Today, March 11, 2018, would have been Leo’s 15th birthday. Leo didn’t make it to today. Leo lived to be 14 years, 5 months, and 10 days old. Our little old man passed away on August 21, 2017 (the eclipse), in the comfort of his home, surrounded by all the love we could give him. Leo took his final breath with mom’s hand on his little rib cage comforting him at 8:21 p.m. He passed naturally, with no chemical assistance (even though his vet did offer to come to our home and help him pass). Not sure how everyone else is with numbers, but we see Leo’s passing as significant as he took his final breath at 8:21 on 8/21, he wanted us to always remember just how amazing of a boy he was.
In the end Leo’s little body could no longer battle the Cushing’s disease and the cancer, but he sure tried. Leo outlived his vet’s life expectancy guess twice. In January of 2016 we were told we would be “lucky to have a few good months.” In June of 2016 we were told he probably had “a few weeks left.” The mum bear in me couldn’t handle the thought of only a few more weeks, so we made big changes to help keep Leo as healthy and happy as possible. Immediately we changed his diet to 100% homemade full of inflammation fighting and cancer fighting goodness to help him with his battle. We started him on a cannabinoid based supplement. Finally, I stayed home to care for him (though this put us behind, I wouldn’t have it any other way as being there to care for my old boy during the end of his life when he needed me the most was the best thing I could do for him as a pet parent).

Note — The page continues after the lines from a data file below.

//! Custom-property schema: typed, defaulted attributes a document declares
//! once and every in-scope entity carries.
//!
//! The schema is owned by the graph and handed to entity constructors, so two
//! documents in one process never share definitions.

use indexmap::IndexMap;

use crate::error::{Error, Result};

#[derive(Debug, Clone, Copy, PartialEq, Eq)]
pub enum PropertyScope {
    Node,
    Edge,
}

impl PropertyScope {
    pub fn as_str(self) -> &'static str {
        match self {
            PropertyScope::Node => "node",
            PropertyScope::Edge => "edge",
        }
    }

    pub fn parse(scope: &str) -> Result<Self> {
        match scope {
            "node" => Ok(PropertyScope::Node),
            "edge" => Ok(PropertyScope::Edge),
            other => Err(Error::InvalidScope {
                scope: other.to_string(),
            }),
        }
    }
}

/// Declared value type. Advisory metadata for the consuming application; the
/// values themselves stay strings at this layer.
#[derive(Debug, Clone, Copy, PartialEq, Eq)]
pub enum PropertyType {
    String,
    Int,
    Double,
    Boolean,
}

impl PropertyType {
    pub fn as_str(self) -> &'static str {
        match self {
            PropertyType::String => "string",
            PropertyType::Int => "int",
            PropertyType::Double => "double",
            PropertyType::Boolean => "boolean",
        }
    }

    pub fn parse(property_type: &str) -> Result<Self> {
        match property_type {
            "string" => Ok(PropertyType::String),
            "int" => Ok(PropertyType::Int),
            "double" => Ok(PropertyType::Double),
            "boolean" => Ok(PropertyType::Boolean),
            other => Err(Error::InvalidType {
                property_type: other.to_string(),
            }),
        }
    }
}

#[derive(Debug, Clone, PartialEq)]
pub struct CustomPropertyDefinition {
    pub scope: PropertyScope,
    pub name: String,
    pub property_type: PropertyType,
    pub default_value: String,
}

impl CustomPropertyDefinition {
    /// Key id used for this property's `key` declaration and `data` elements.
    pub fn key_id(&self) -> String {
        format!("{}_{}", self.scope.as_str(), self.name)
    }
}

/// The document-wide set of custom-property definitions.
#[derive(Debug, Clone, Default, PartialEq)]
pub struct PropertySchema {
    definitions: Vec<CustomPropertyDefinition>,
}

impl PropertySchema {
    /// Registers a definition. Redefining an existing (scope, name) pair
    /// replaces the earlier definition in place.
    pub fn define(&mut self, definition: CustomPropertyDefinition) {
        if let Some(existing) = self
            .definitions
            .iter_mut()
            .find(|d| d.scope == definition.scope && d.name == definition.name)
        {
            *existing = definition;
        } else {
            self.definitions.push(definition);
        }
    }

    pub fn definitions(&self) -> &[CustomPropertyDefinition] {
        &self.definitions
    }

    pub fn for_scope(
        &self,
        scope: PropertyScope,
    ) -> impl Iterator<Item = &CustomPropertyDefinition> {
        self.definitions.iter().filter(move |d| d.scope == scope)
    }

    pub fn contains(&self, scope: PropertyScope, name: &str) -> bool {
        self.for_scope(scope).any(|d| d.name == name)
    }

    /// Default value map for a freshly constructed entity of `scope`.
    pub fn defaults_for(&self, scope: PropertyScope) -> IndexMap<String, String> {
        self.for_scope(scope)
            .map(|d| (d.name.clone(), d.default_value.clone()))
            .collect()
    }

    /// Defaults with per-instance overrides applied. Overriding a key the
    /// schema does not declare is an error.
    pub fn values_with_overrides(
        &self,
        scope: PropertyScope,
        overrides: &IndexMap<String, String>,
    ) -> Result<IndexMap<String, String>> {
        let mut values = self.defaults_for(scope);
        for (name, value) in overrides {
            if !self.contains(scope, name) {
                return Err(Error::UnknownProperty { name: name.clone() });
            }
            values.insert(name.clone(), value.clone());
        }
        Ok(values)
    }
}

A diet change, natural supplement, and full-time care helped Leo outlive the vet estimate and gave us more time with him, which of course is never enough.

 
During Leo’s life he taught me many valuable lessons. Leo taught me what unconditional love was as his love the was pure (I am still working on transferring this knowledge to humans). Leo taught me how to put someone else’s needs before my own, as no matter what happened in life I would always put him first. Leo was the love of my life. He was my lifesaver, as I have had dark times where I questioned my need for living, but knew that he needed me and I couldn’t hurt him by ending myself. I loved Leo more than life itself, and told him every day. Leo was my best friend. Leo was my son. People say, “it’s just a dog”, no Leo wasn’t just a dog. I am honored to have called him son, friend, love, lifesaver. He was truly the best boy.

 
Since Leo’s passing we’ve realized how truly amazing it is that one little dog could touch so many lives, both during his life and since his passing. How one little dog could help so many strangers. We get messages on a regular basis thanking us for sharing Leo’s eye enucleation story and providing families with some comfort when it comes to their fur kids going through the same procedure. We love that Leo’s story has helped and is helping so many, it warms our hearts. We’ve also realized how important that connection with others is, that connection that helps others, that connection of family bonds…that human connection. It took an amazing little spunky Boston Terrier named Leo to make us truly think about and appreciate love, each other, others, and the connection that brings us all together.

 
Thank you, Leo, for all the laughs, the memories, the stories, the love. Though we had to say goodbye to your physical presence, we will never say goodbye to your spectacular soul.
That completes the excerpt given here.